They’ve called her The Julia Child of the
South, but in my book – and I do have several of hers, she is in a class by
herself. I’ve many of Julia’s books too, but I see the difference in them as
Julia being classically Cordon Bleu trained, and Edna being classically home
trained. More aptly, she was called The Grande Dame of Southern Cooking. I’ve
written about Edna Lewis and my other favorite cooks and their books in one of
my blogs. My favorite Edna
Lewis book is In Pursuit of Flavor,
and isn’t flavor the bottom line in cooking and eating?
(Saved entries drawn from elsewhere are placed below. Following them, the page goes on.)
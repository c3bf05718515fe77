use chrono::NaiveDate;
use serde::Serialize;

use macross_core::{CrossoverEvent, PriceSeries, WindowPair};

use crate::rolling::rolling_mean;

/// Per-date signal columns derived from a price series and a window pair.
///
/// Owns its own copy of dates and closes so every evaluation is independent
/// of the caller's series and of other evaluations.
#[derive(Debug, Clone, PartialEq, Serialize)]
pub struct StrategySeries {
    pub pair: WindowPair,
    pub dates: Vec<NaiveDate>,
    pub close: Vec<f64>,
    /// Trailing mean over `pair.short` closes; `None` during warmup.
    pub fast_ma: Vec<Option<f64>>,
    /// Trailing mean over `pair.long` closes; `None` during warmup.
    pub slow_ma: Vec<Option<f64>>,
    /// 1.0 when fast > slow, else 0.0. Forced to 0.0 for indices below `pair.long`.
    pub signal: Vec<f64>,
    /// `signal[t] - signal[t-1]`; `None` at t = 0.
    pub crossover: Vec<Option<f64>>,
    /// `signal[t-1]`; `None` at t = 0.
    pub position: Vec<Option<f64>>,
}

impl StrategySeries {
    #[inline]
    pub fn len(&self) -> usize {
        self.dates.len()
    }

    #[inline]
    pub fn is_empty(&self) -> bool {
        self.dates.is_empty()
    }

    /// Buy/sell marker at index `i`, if the signal changed there.
    pub fn event_at(&self, i: usize) -> Option<CrossoverEvent> {
        self.crossover
            .get(i)
            .copied()
            .flatten()
            .and_then(CrossoverEvent::from_crossover)
    }

    /// All crossover events in date order.
    pub fn events(&self) -> Vec<(usize, CrossoverEvent)> {
        (0..self.len())
            .filter_map(|i| self.event_at(i).map(|e| (i, e)))
            .collect()
    }
}

/// Compute fast/slow means, the crossover signal and the lagged position.
///
/// Never fails: short or empty series simply leave the means undefined and
/// the signal flat. `short_window >= long_window` is accepted and evaluated
/// as given; callers that need a valid pair must check it themselves.
pub fn compute_signals(
    prices: &PriceSeries,
    short_window: usize,
    long_window: usize,
) -> StrategySeries {
    let n = prices.len();
    let fast_ma = rolling_mean(&prices.close, short_window);
    let slow_ma = rolling_mean(&prices.close, long_window);

    let signal: Vec<f64> = (0..n)
        .map(|t| {
            if t < long_window {
                return 0.0;
            }
            match (fast_ma[t], slow_ma[t]) {
                (Some(fast), Some(slow)) if fast > slow => 1.0,
                _ => 0.0,
            }
        })
        .collect();

    let crossover = lagged(&signal, |prev, cur| cur - prev);
    let position = lagged(&signal, |prev, _| prev);

    StrategySeries {
        pair: WindowPair::new(short_window, long_window),
        dates: prices.dates.clone(),
        close: prices.close.clone(),
        fast_ma,
        slow_ma,
        signal,
        crossover,
        position,
    }
}

/// `f(x[t-1], x[t])` for t >= 1, `None` at t = 0.
fn lagged(values: &[f64], f: impl Fn(f64, f64) -> f64) -> Vec<Option<f64>> {
    let mut out = Vec::with_capacity(values.len());
    if values.is_empty() {
        return out;
    }
    out.push(None);
    out.extend(values.windows(2).map(|w| Some(f(w[0], w[1]))));
    out
}
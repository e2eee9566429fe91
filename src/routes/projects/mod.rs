mod errors;
mod handlers;
mod types;

pub use errors::ProjectError;
pub use handlers::{
    create_project, delete_project, fetch_project, fetch_projects, get_project, list_projects,
    update_project,
};
pub use types::{ApiResponse, ProjectPayload};
use portfolio::{
    configuration::get_configuration,
    startup::Application,
    telemetry::{get_subscriber, init_subscriber},
};

#[tokio::main]
async fn main() -> anyhow::Result<()> {
    let subscriber = get_subscriber("portfolio".into(), "info".into(), std::io::stdout);
    init_subscriber(subscriber);

    let config = get_configuration()?;
    let app = Application::build(config).await?;

    if let Err(e) = app.run_until_stopped().await {
        tracing::error!(
            error.cause_chain = ?e,
            error.message = %e,
            "Portfolio server failed"
        );
        return Err(e.into());
    }
    tracing::info!("Portfolio server has exited");

    Ok(())
}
Edna Lewis was born on April 13, 1916, in
Freetown, Virginia, a community founded by eight families of freed slaves,
including her grandparents. She believed in the basic connection of food to the
farm, where everyday life revolved around the raising of food and its seasons,
from the chickens and pigs to the fields and forest. Like many cooks of her
generation, she learned how to cook in measurements of coffee cups, soup
spoons, tea spoons, and the amount that would fit on a nickel or a dime. She
learned to know what was available and fresh at the moment. This knowledge of
what’s readily available has developed in to the current “locavore” trend in
which chefs create the day’s menu from what meat and produce they can get close
to home. As it was in the days before speedy, refrigerated transportation when
Edna Lewis was learning to cook, this is usually means it is from within a
hundred miles, and has been raised sustainably.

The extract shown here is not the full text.